### WHAT IS EXPECTED
Write out the records once more, exactly as given.

### EXTRACTED ENTRIES
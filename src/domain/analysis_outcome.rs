use super::classification::Classification;
use super::sentinel::Sentinel;

/// Result of a completed analysis.
///
/// Classification failures do not fail the request: they produce a `Degraded`
/// outcome whose category is a sentinel label and whose suggested response
/// explains what went wrong.
#[derive(Debug, Clone, PartialEq, Eq)]
pub enum AnalysisOutcome {
    Classified(Classification),
    Degraded {
        sentinel: Sentinel,
        explanation: String,
    },
}

impl AnalysisOutcome {
    pub fn degraded(sentinel: Sentinel, explanation: impl Into<String>) -> Self {
        Self::Degraded {
            sentinel,
            explanation: explanation.into(),
        }
    }

    pub fn category_label(&self) -> &str {
        match self {
            Self::Classified(classification) => classification.category.as_str(),
            Self::Degraded { sentinel, .. } => sentinel.as_str(),
        }
    }

    pub fn suggested_response(&self) -> &str {
        match self {
            Self::Classified(classification) => &classification.suggested_response,
            Self::Degraded { explanation, .. } => explanation,
        }
    }

    pub fn is_degraded(&self) -> bool {
        matches!(self, Self::Degraded { .. })
    }
}
use std::sync::Arc;
use std::time::Duration;

use crate::application::ports::FileLoader;
use crate::domain::DocumentFormat;
use crate::presentation::config::ExtractionSettings;

use super::composite_file_loader::CompositeFileLoader;
use super::pdf_adapter::PdfAdapter;
use super::plain_text_adapter::PlainTextAdapter;

pub struct ExtractorFactory;

impl ExtractorFactory {
    pub fn create(settings: &ExtractionSettings) -> CompositeFileLoader {
        let mut adapters: Vec<(DocumentFormat, Arc<dyn FileLoader>)> =
            vec![(DocumentFormat::Text, Arc::new(PlainTextAdapter))];

        if settings.pdf_enabled {
            let timeout = Duration::from_secs(settings.pdf_timeout_secs);
            adapters.push((DocumentFormat::Pdf, Arc::new(PdfAdapter::new(timeout))));
        } else {
            tracing::warn!("PDF extraction disabled, PDF uploads will be rejected");
        }

        CompositeFileLoader::new(adapters)
    }
}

### WRITTEN ANSWER
filename src/domain/analysis_outcome.rs
use super::classification::Classification;
use super::sentinel::Sentinel;

/// Result of a completed analysis.
///
/// Classification failures do not fail the request: they produce a `Degraded`
/// outcome whose category is a sentinel label and whose suggested response
/// explains what went wrong.
#[derive(Debug, Clone, PartialEq, Eq)]
pub enum AnalysisOutcome {
    Classified(Classification),
    Degraded {
        sentinel: Sentinel,
        explanation: String,
    },
}

impl AnalysisOutcome {
    pub fn degraded(sentinel: Sentinel, explanation: impl Into<String>) -> Self {
        Self::Degraded {
            sentinel,
            explanation: explanation.into(),
        }
    }

    pub fn category_label(&self) -> &str {
        match self {
            Self::Classified(classification) => classification.category.as_str(),
            Self::Degraded { sentinel, .. } => sentinel.as_str(),
        }
    }

    pub fn suggested_response(&self) -> &str {
        match self {
            Self::Classified(classification) => &classification.suggested_response,
            Self::Degraded { explanation, .. } => explanation,
        }
    }

    pub fn is_degraded(&self) -> bool {
        matches!(self, Self::Degraded { .. })
    }
}
use std::sync::Arc;
use std::time::Duration;

use crate::application::ports::FileLoader;
use crate::domain::DocumentFormat;
use crate::presentation::config::ExtractionSettings;

use super::composite_file_loader::CompositeFileLoader;
use super::pdf_adapter::PdfAdapter;
use super::plain_text_adapter::PlainTextAdapter;

pub struct ExtractorFactory;

impl ExtractorFactory {
    pub fn create(settings: &ExtractionSettings) -> CompositeFileLoader {
        let mut adapters: Vec<(DocumentFormat, Arc<dyn FileLoader>)> =
            vec![(DocumentFormat::Text, Arc::new(PlainTextAdapter))];

        if settings.pdf_enabled {
            let timeout = Duration::from_secs(settings.pdf_timeout_secs);
            adapters.push((DocumentFormat::Pdf, Arc::new(PdfAdapter::new(timeout))));
        } else {
            tracing::warn!("PDF extraction disabled, PDF uploads will be rejected");
        }

        CompositeFileLoader::new(adapters)
    }
}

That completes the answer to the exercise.